A recording of words are the least forgiving of all. A run-through, it has to be all of a piece. Due to the cadence of the voice, which keeps changing, each moment it changes, the air or the particular openness of the glottis or the emotion pushing up or disappearing make the voice different, and so you can't add a word or a phrase here or there and have the piece maintain it's consistency. Subtraction is possible, but again, tricky. The listener will hear it. The momentum is lost. And so with my recordings I find I grate at sections, like other bits, and have to go with whichever version somehow is 'listenable,' that I can bear to live with. It's hard to say what the criteria for this 'listenability' or 'bearability' might be because in a year I might feel very differently.

Unlike with words, where you can diddle endlessly, going over and over a piece, leaving it, coming back, rewriting, polishing, or with paint where it is possible to work patinas over the original whirlwind, you can't with a recording, not the particular track that captures the cadences of the voice, but you can record the same piece over and over.
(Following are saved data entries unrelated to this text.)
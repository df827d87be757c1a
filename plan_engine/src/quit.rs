// Quit protocol: spec section 4.5.6. The first `quit()` asks every mission
// to stop and starts a dead-zone timer; a second request inside that window
// escalates straight to a forced shutdown, which quarantines whatever isn't
// cleanly stoppable instead of waiting on it.

use plan::{Context, PropagationSink};

use crate::cycle::DispatchSink;
use crate::Engine;

#[derive(Clone, Copy, Debug, Eq, PartialEq)]
pub enum QuitState {
    Running,
    Quitting { since: std::time::Duration },
    Forced,
}

pub(crate) fn request_quit(engine: &mut Engine) {
    engine.quit_state = match engine.quit_state {
        QuitState::Running => QuitState::Quitting { since: engine.elapsed },
        QuitState::Quitting { since } => {
            if engine.elapsed - since < engine.config.quit_dead_zone {
                QuitState::Forced
            } else {
                QuitState::Quitting { since }
            }
        }
        QuitState::Forced => QuitState::Forced,
    };
}

/// Auto-escalates a quit request whose dead zone has elapsed without every
/// mission stopping, and asks outstanding missions to stop (or quarantines
/// them once forced).
pub(crate) fn drive(engine: &mut Engine) {
    if matches!(engine.quit_state, QuitState::Running) {
        return;
    }
    if let QuitState::Quitting { since } = engine.quit_state {
        if engine.elapsed - since >= engine.config.quit_dead_zone {
            engine.quit_state = QuitState::Forced;
        }
    }
    let forced = matches!(engine.quit_state, QuitState::Forced);

    let missions: Vec<_> = engine.plan.missions.iter().copied().collect();
    for id in missions {
        let Some(task) = engine.plan.tasks.get(id.0) else {
            continue;
        };
        if task.lifecycle.terminated() {
            continue;
        }
        let stop_id = task.event_id("stop");
        let stoppable = stop_id
            .and_then(|stop| engine.plan.events.get(stop.0))
            .map(|gen| gen.controllable())
            .unwrap_or(false);
        match (stop_id, stoppable) {
            (Some(stop), true) => {
                let mut sink = DispatchSink::new(&mut engine.pending, &mut engine.step_counter);
                sink.enqueue_call(stop, Context::None);
            }
            _ if forced => {
                if let Some(task) = engine.plan.tasks.get_mut(id.0) {
                    task.quarantine();
                    log::warn!("task {} quarantined during forced quit: stop is not controllable", id.0);
                }
            }
            _ => {}
        }
    }
}

#[cfg(test)]
mod tests {
    use super::*;
    use plan::{Plan, TaskModel};
    use std::time::Duration;
    use task_executor::Executor;

    fn task_model() -> std::rc::Rc<TaskModel> {
        let mut model = TaskModel::new("Job");
        model.declare_event("start", true, false);
        model.declare_event("stop", true, true);
        std::rc::Rc::new(model)
    }

    #[test]
    fn second_quit_within_dead_zone_forces_shutdown() {
        let mut engine = Engine::new(Plan::new(), Executor::new_owned(1, 2).unwrap(), crate::EngineConfig::default());
        engine.quit();
        assert!(matches!(engine.quit_state, QuitState::Quitting { .. }));
        engine.advance_time(Duration::from_millis(1));
        engine.quit();
        assert!(matches!(engine.quit_state, QuitState::Forced));
    }

    #[test]
    fn dead_zone_elapsing_auto_escalates_without_a_second_call() {
        let mut engine = Engine::new(Plan::new(), Executor::new_owned(1, 2).unwrap(), crate::EngineConfig {
            quit_dead_zone: Duration::from_millis(50),
            ..Default::default()
        });
        engine.quit();
        engine.advance_time(Duration::from_millis(100));
        drive(&mut engine);
        assert!(matches!(engine.quit_state, QuitState::Forced));
    }

    #[test]
    fn forced_quit_quarantines_a_mission_with_no_controllable_stop() {
        let mut engine = Engine::new(Plan::new(), Executor::new_owned(1, 2).unwrap(), crate::EngineConfig::default());
        let mut model = TaskModel::new("Uncontrollable");
        model.declare_event("stop", false, true);
        let t = engine.plan.add_mission_task(std::rc::Rc::new(model));
        engine.plan.tasks.get_mut(t.0).unwrap().lifecycle = plan::Lifecycle::Running;
        engine.force_quit();
        drive(&mut engine);
        assert!(engine.plan.tasks.get(t.0).unwrap().quarantined);
    }

    #[test]
    fn quitting_a_stoppable_mission_enqueues_its_stop_call() {
        let mut engine = Engine::new(Plan::new(), Executor::new_owned(1, 2).unwrap(), crate::EngineConfig::default());
        let t = engine.plan.add_mission_task(task_model());
        engine.plan.tasks.get_mut(t.0).unwrap().lifecycle = plan::Lifecycle::Running;
        engine.quit();
        drive(&mut engine);
        let stop = engine.plan.tasks.get(t.0).unwrap().event_id("stop").unwrap();
        assert!(engine.pending.contains_key(&stop));
    }
}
Perhaps the process of writing is like creating a medicine bundle that you can contiue to compose, add to, pick away at, shift or change; whereas, the process of painting (for moi) is like throwing the contents of a prepared medicine bundle onto the canvas to do their transformative work; and the process of recording, with the ability to re-record, like endless medicine bundles of the same, until finding the one that holds the spirit?

As I speak of these processes, it seems that they move towards the performative.
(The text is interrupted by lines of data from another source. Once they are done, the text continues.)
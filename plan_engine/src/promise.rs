// Promises: spec section 4.6. A `Promise` chains a body plus zero or more
// success/error steps, each tagged with where it should run: `in_engine`
// steps run inline in the task that drives the chain (so they may safely
// touch engine-owned state the caller closes over), while pool steps are
// marshalled onto the executor's dedicated blocking-thread pool.
//
// Grounded on `task_executor::Executor::spawn_blocking`/`native_spawn_blocking`
// for the pool/inline split, and on `task_executor::WaitingWork` for tracking
// the in-flight chain until it completes.
//
// Simplification: the design notes describe engine-side continuations as
// being marshalled back onto the engine thread via a condvar and a result
// slot it waits on. This crate has no second thread of its own driving
// `Engine` independently of `run_cycle`, so `in_engine` steps here just run
// inline on whatever task is driving the chain rather than being handed off
// to a dedicated engine thread.

use std::sync::Arc;

use parking_lot::Mutex;
use plan::Context;
use plan_errors::{CodeError, ExceptionKind};
use task_executor::{Executor, WaitingWork};

use crate::FrameworkError;

type SuccessFn = Box<dyn FnOnce(Context) -> Result<Context, ExceptionKind> + Send>;
type ErrorFn = Box<dyn FnOnce(ExceptionKind) -> Result<Context, ExceptionKind> + Send>;

enum Step {
    Success { in_engine: bool, f: SuccessFn },
    Error { in_engine: bool, f: ErrorFn },
}

#[derive(Clone, Debug)]
enum PromiseState {
    Pending,
    Fulfilled(Context),
    Rejected(ExceptionKind),
}

/// A chain of work: a body (always run on the pool, since it's the one step
/// guaranteed not to need inline access to caller-local state) followed by
/// `on_success`/`on_error` steps threaded through a single `Context`.
pub struct Promise {
    body: SuccessFn,
    steps: Vec<Step>,
}

impl Promise {
    pub fn new(body: impl FnOnce(Context) -> Result<Context, ExceptionKind> + Send + 'static) -> Self {
        Promise { body: Box::new(body), steps: Vec::new() }
    }

    /// Appends a success step. `in_engine` steps run inline on the task
    /// driving the chain; others are spawned onto the executor's blocking pool.
    pub fn on_success(
        mut self,
        in_engine: bool,
        f: impl FnOnce(Context) -> Result<Context, ExceptionKind> + Send + 'static,
    ) -> Self {
        self.steps.push(Step::Success { in_engine, f: Box::new(f) });
        self
    }

    pub fn on_error(
        mut self,
        in_engine: bool,
        f: impl FnOnce(ExceptionKind) -> Result<Context, ExceptionKind> + Send + 'static,
    ) -> Self {
        self.steps.push(Step::Error { in_engine, f: Box::new(f) });
        self
    }

    /// Schedules the body and its chained steps on `executor`, tracking
    /// progress in `waiting_work` under `label` until the chain resolves. A
    /// rejection that reaches the end of the chain with no `on_error` step
    /// having run to catch it is recorded into `framework_errors` instead of
    /// simply vanishing into the handle (section 4.5.1 phase 7).
    pub fn execute(
        self,
        executor: &Executor,
        waiting_work: &WaitingWork,
        label: impl Into<String>,
        framework_errors: Arc<Mutex<Vec<FrameworkError>>>,
    ) -> PromiseHandle {
        let state = Arc::new(Mutex::new(PromiseState::Pending));
        let state_for_task = state.clone();
        let body = self.body;
        let steps = self.steps;
        let has_error_step = steps.iter().any(|s| matches!(s, Step::Error { .. }));
        let executor = executor.clone();
        let label = label.into();
        let label_for_error = label.clone();

        let executor_for_task = executor.clone();
        let task = async move {
            let mut value = run_on_pool(&executor_for_task, move || body(Context::None)).await;
            for step in steps {
                value = run_step(&executor_for_task, step, value).await;
            }
            if let Err(e) = &value {
                if !has_error_step {
                    framework_errors
                        .lock()
                        .push(FrameworkError { kind: e.clone(), label: label_for_error });
                }
            }
            *state_for_task.lock() = match value {
                Ok(v) => PromiseState::Fulfilled(v),
                Err(e) => PromiseState::Rejected(e),
            };
        };
        waiting_work.spawn_on(&label, executor.handle(), task);
        PromiseHandle { state }
    }
}

async fn run_step(
    executor: &Executor,
    step: Step,
    value: Result<Context, ExceptionKind>,
) -> Result<Context, ExceptionKind> {
    match (step, value) {
        (Step::Success { in_engine, f }, Ok(v)) => {
            if in_engine {
                f(v)
            } else {
                run_on_pool(executor, move || f(v)).await
            }
        }
        (Step::Error { in_engine, f }, Err(e)) => {
            if in_engine {
                f(e)
            } else {
                run_on_pool(executor, move || f(e)).await
            }
        }
        (_, passthrough) => passthrough,
    }
}

async fn run_on_pool<F>(executor: &Executor, f: F) -> Result<Context, ExceptionKind>
where
    F: FnOnce() -> Result<Context, ExceptionKind> + Send + 'static,
{
    executor
        .spawn_blocking(f, |join_err| {
            Err(ExceptionKind::Code(CodeError::new(format!(
                "promise step panicked: {join_err}"
            ))))
        })
        .await
}

/// A handle to a promise's outcome, readable from any thread; the chain
/// itself runs on the executor regardless of who holds this.
pub struct PromiseHandle {
    state: Arc<Mutex<PromiseState>>,
}

impl PromiseHandle {
    pub fn complete(&self) -> bool {
        !matches!(*self.state.lock(), PromiseState::Pending)
    }

    pub fn fulfilled(&self) -> bool {
        matches!(*self.state.lock(), PromiseState::Fulfilled(_))
    }

    pub fn rejected(&self) -> bool {
        matches!(*self.state.lock(), PromiseState::Rejected(_))
    }

    pub fn value(&self) -> Option<Context> {
        match &*self.state.lock() {
            PromiseState::Fulfilled(v) => Some(v.clone()),
            _ => None,
        }
    }

    pub fn value_or_raise(&self) -> Result<Context, ExceptionKind> {
        match &*self.state.lock() {
            PromiseState::Fulfilled(v) => Ok(v.clone()),
            PromiseState::Rejected(e) => Err(e.clone()),
            PromiseState::Pending => Err(ExceptionKind::Code(CodeError::new("promise has not completed"))),
        }
    }
}

#[cfg(test)]
mod tests {
    use super::*;
    use std::time::Duration;

    #[tokio::test]
    async fn chained_success_steps_thread_the_context_through() {
        let executor = Executor::new();
        let waiting_work = WaitingWork::new();
        let handle = Promise::new(|_| Ok(Context::Int(1)))
            .on_success(false, |ctx| match ctx {
                Context::Int(n) => Ok(Context::Int(n + 1)),
                other => Ok(other),
            })
            .on_success(true, |ctx| match ctx {
                Context::Int(n) => Ok(Context::Int(n * 10)),
                other => Ok(other),
            })
            .execute(&executor, &waiting_work, "chained-success", Arc::new(Mutex::new(Vec::new())));

        waiting_work.join_all(Duration::from_secs(5)).await;
        assert!(handle.fulfilled());
        assert_eq!(handle.value(), Some(Context::Int(20)));
    }

    #[tokio::test]
    async fn error_step_runs_in_place_of_skipped_success_steps() {
        let executor = Executor::new();
        let waiting_work = WaitingWork::new();
        let handle = Promise::new(|_| Err(ExceptionKind::Code(CodeError::new("body failed"))))
            .on_success(true, |_| Ok(Context::Text("unreachable".to_string())))
            .on_error(true, |_| Ok(Context::Text("recovered".to_string())))
            .execute(&executor, &waiting_work, "error-recovery", Arc::new(Mutex::new(Vec::new())));

        waiting_work.join_all(Duration::from_secs(5)).await;
        assert!(handle.fulfilled());
        assert_eq!(handle.value(), Some(Context::Text("recovered".to_string())));
    }

    #[tokio::test]
    async fn unhandled_rejection_surfaces_via_value_or_raise() {
        let executor = Executor::new();
        let waiting_work = WaitingWork::new();
        let handle = Promise::new(|_| Err(ExceptionKind::Code(CodeError::new("body failed"))))
            .execute(&executor, &waiting_work, "unhandled-rejection", Arc::new(Mutex::new(Vec::new())));

        waiting_work.join_all(Duration::from_secs(5)).await;
        assert!(handle.rejected());
        assert!(handle.value_or_raise().is_err());
    }

    #[tokio::test]
    async fn unhandled_rejection_with_no_error_step_is_recorded_as_a_framework_error() {
        let executor = Executor::new();
        let waiting_work = WaitingWork::new();
        let framework_errors = Arc::new(Mutex::new(Vec::new()));
        let handle = Promise::new(|_| Err(ExceptionKind::Code(CodeError::new("body failed"))))
            .execute(&executor, &waiting_work, "unhandled-rejection", framework_errors.clone());

        waiting_work.join_all(Duration::from_secs(5)).await;
        assert!(handle.rejected());
        assert_eq!(framework_errors.lock().len(), 1);
        assert_eq!(framework_errors.lock()[0].label, "unhandled-rejection");
    }

    #[tokio::test]
    async fn a_rejection_caught_by_an_error_step_is_not_recorded_as_a_framework_error() {
        let executor = Executor::new();
        let waiting_work = WaitingWork::new();
        let framework_errors = Arc::new(Mutex::new(Vec::new()));
        let handle = Promise::new(|_| Err(ExceptionKind::Code(CodeError::new("body failed"))))
            .on_error(true, |_| Ok(Context::Text("recovered".to_string())))
            .execute(&executor, &waiting_work, "caught", framework_errors.clone());

        waiting_work.join_all(Duration::from_secs(5)).await;
        assert!(handle.fulfilled());
        assert!(framework_errors.lock().is_empty());
    }
}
With all three forms, the final criteria is 'Can I live with it?'

If so, it's bearable.

Recording of "Voicings" (2:49min)

Voicings: Hi-speed, cable
Voicings: Dial-up

A recording, the text here. I did feel like I was riffing a bit, but then not really, the chords fairly well laid out in the end. This woman is NOT a Minimalist! Rah! It's been almost a year since I've recorded anything, but this piece insisted on it. The recording I've posted is the first run through, there were a couple more, but they lacked the quiet building that happens in this version, where the movement of words, a gliding multi-coloured school of words or like a display of flecks of coloured lights, the words stream, I hope, prisms in a spectrum, or at least this is how all the "new music" I was listening to that night felt, the momentum, perhaps finally overtakes the listener (who is me imagining you, ah so, forgive me for being so bold), hopefully taking the listener (can we merge? can we? can we?) to another level of, of ...consciousness of language, of the deep connection through our body of words, love...

___
A question I'm often asked, Who, who is the~

And it's no-one specific. It usually isn't. An imaginary muse. An almalgam of the men I've loved. It's hard to say. So I would say it is you, dear reader.